P.S.: i bravi avvocati della Apple potrebbero ora tentare di difendere la proprietà intellettuale del proprio cliente partendo da questo episodio di «inganno dei consumatori» riconosciuto istituzionalmente ahahaha


Una notizia positiva

Come avrete già letto, il Tribunale UE ha annullato la decisione della Commessione europea del 2016 in base alla quale la Apple avrebbe dovuto pagare ulteriori 13 miliardi di euro di tasse in Irlanda. Secondo la Commissione, il regime fiscale agevolato irlandese avrebbe messo la Apple in una situazione di vantaggio ingiustificato rispetto agli altri attori del mercato. L’Irlanda, da parte sua, continuava a difendere la propria politica fiscale che le permette da anni di essere una meta europea preferita delle aziende-produttrici di alte tecnologie.
Cosa possiamo constatare grazie a questa notizia? Possiamo constatare che il peggio del populismo politico mondiale sarà sconfitto nei tribunali: anche se i giudici non potrebbero (e forse non dovrebbero) dichiarare di avere una missione del genere. Ma il dato di fatto rimane. Ci ricordiamo ancora bene come gli USA erano stati salvati dai numerosi decreti «strani» di Donald Trump nei primi mesi della sua presidenza.
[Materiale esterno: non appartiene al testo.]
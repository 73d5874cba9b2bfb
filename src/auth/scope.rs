//! Scope authorization.
//!
//! A request is authorized only when *every* required scope appears in the
//! token's scope claim. An absent or empty claim grants nothing.

use std::collections::HashSet;
use std::fmt;

use super::token::Claims;

/// Ordered, de-duplicated set of scope names an operation demands.
#[derive(Debug, Clone, Default, PartialEq, Eq)]
pub struct RequiredScopes(Vec<String>);

impl RequiredScopes {
    /// Build from names; blank entries are dropped and duplicates collapsed.
    pub fn new<I, S>(scopes: I) -> Self
    where
        I: IntoIterator<Item = S>,
        S: Into<String>,
    {
        let mut names: Vec<String> = Vec::new();
        for scope in scopes {
            let scope: String = scope.into();
            let scope = scope.trim();
            if !scope.is_empty() && !names.iter().any(|n| n == scope) {
                names.push(scope.to_string());
            }
        }
        Self(names)
    }

    /// Iterate the scope names in declaration order.
    pub fn iter(&self) -> impl Iterator<Item = &str> {
        self.0.iter().map(String::as_str)
    }

    /// Number of required scopes.
    #[must_use]
    pub fn len(&self) -> usize {
        self.0.len()
    }

    /// True when nothing is required.
    #[must_use]
    pub fn is_empty(&self) -> bool {
        self.0.is_empty()
    }
}

impl fmt::Display for RequiredScopes {
    fn fmt(&self, f: &mut fmt::Formatter<'_>) -> fmt::Result {
        f.write_str(&self.0.join(" "))
    }
}

/// Whether `claims` grant every scope in `required`.
///
/// An empty `required` set is satisfied by any claims.
#[must_use]
pub fn has_required_scopes(claims: &Claims, required: &RequiredScopes) -> bool {
    let granted: HashSet<&str> = claims.scopes().collect();
    required.iter().all(|scope| granted.contains(scope))
}

/// Required scopes that `claims` do not grant, in declaration order.
#[must_use]
pub fn missing_scopes<'a>(claims: &Claims, required: &'a RequiredScopes) -> Vec<&'a str> {
    let granted: HashSet<&str> = claims.scopes().collect();
    required
        .iter()
        .filter(|scope| !granted.contains(scope))
        .collect()
}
Ora, invece, vediamo come l’Europa può essere salvata dal socialismo parassitario caro a certi membri della Commissione. Se uno Stato facente parte dell’UE vuole esercitare la propria sovranità attraverso la creazione delle condizioni per lo sviluppo (e non limitarsi a tosare le pecore che non sono ancora scappate all’estero), deve avere il diritto di farlo. Deve avere la possibilità di difendere questo diritto. Altrimenti, prima o poi, vedremo concretizzarsi delle analogie del Brexit.


L’icona di stile

Il 21 gennaio l’Intesa San Paolo ha pubblicato le immagini della futura sede di Torino delle Gallerie d’Italia (dovrebbe aprire tra due anni). La mia attenzione è stata subito attirata da questo rendering:

Perché? Perché mi ricorda troppo l’Apple Store di Milano (aperto il 27 luglio 2018):

Insomma, ora la Apple detta la moda non solo nella elettronica, ma anche nella architettura. Tim Cook potrebbe trarne le giuste considerazioni.
Mentre noi dobbiamo constatare che la fantasia non si compra con i soldi. Certo, il settore bancario-finanziario si è sempre distinto per un alto livello di conservatorismo, ma per ogni singola azienda il rischio di non essere all’avanguardia può sempre rivelarsi fatale.


Una lettura medica

Stamattina ho pensato di essere diventato un daltonico:

Ma poi ho scoperto che è invece un fenomeno normale, che la mela diventa rossa per le Giornate mondiali contro l’AIDS. E quindi passiamo alle cose più interessanti.
È vero che la maggioranza delle persone non è particolarmente aggiornata sulle infezioni da HIV, ma non so quanto possa essere socialmente utile l’iniziativa neozelandese di creare una banca di sperma per gli uomini positivi.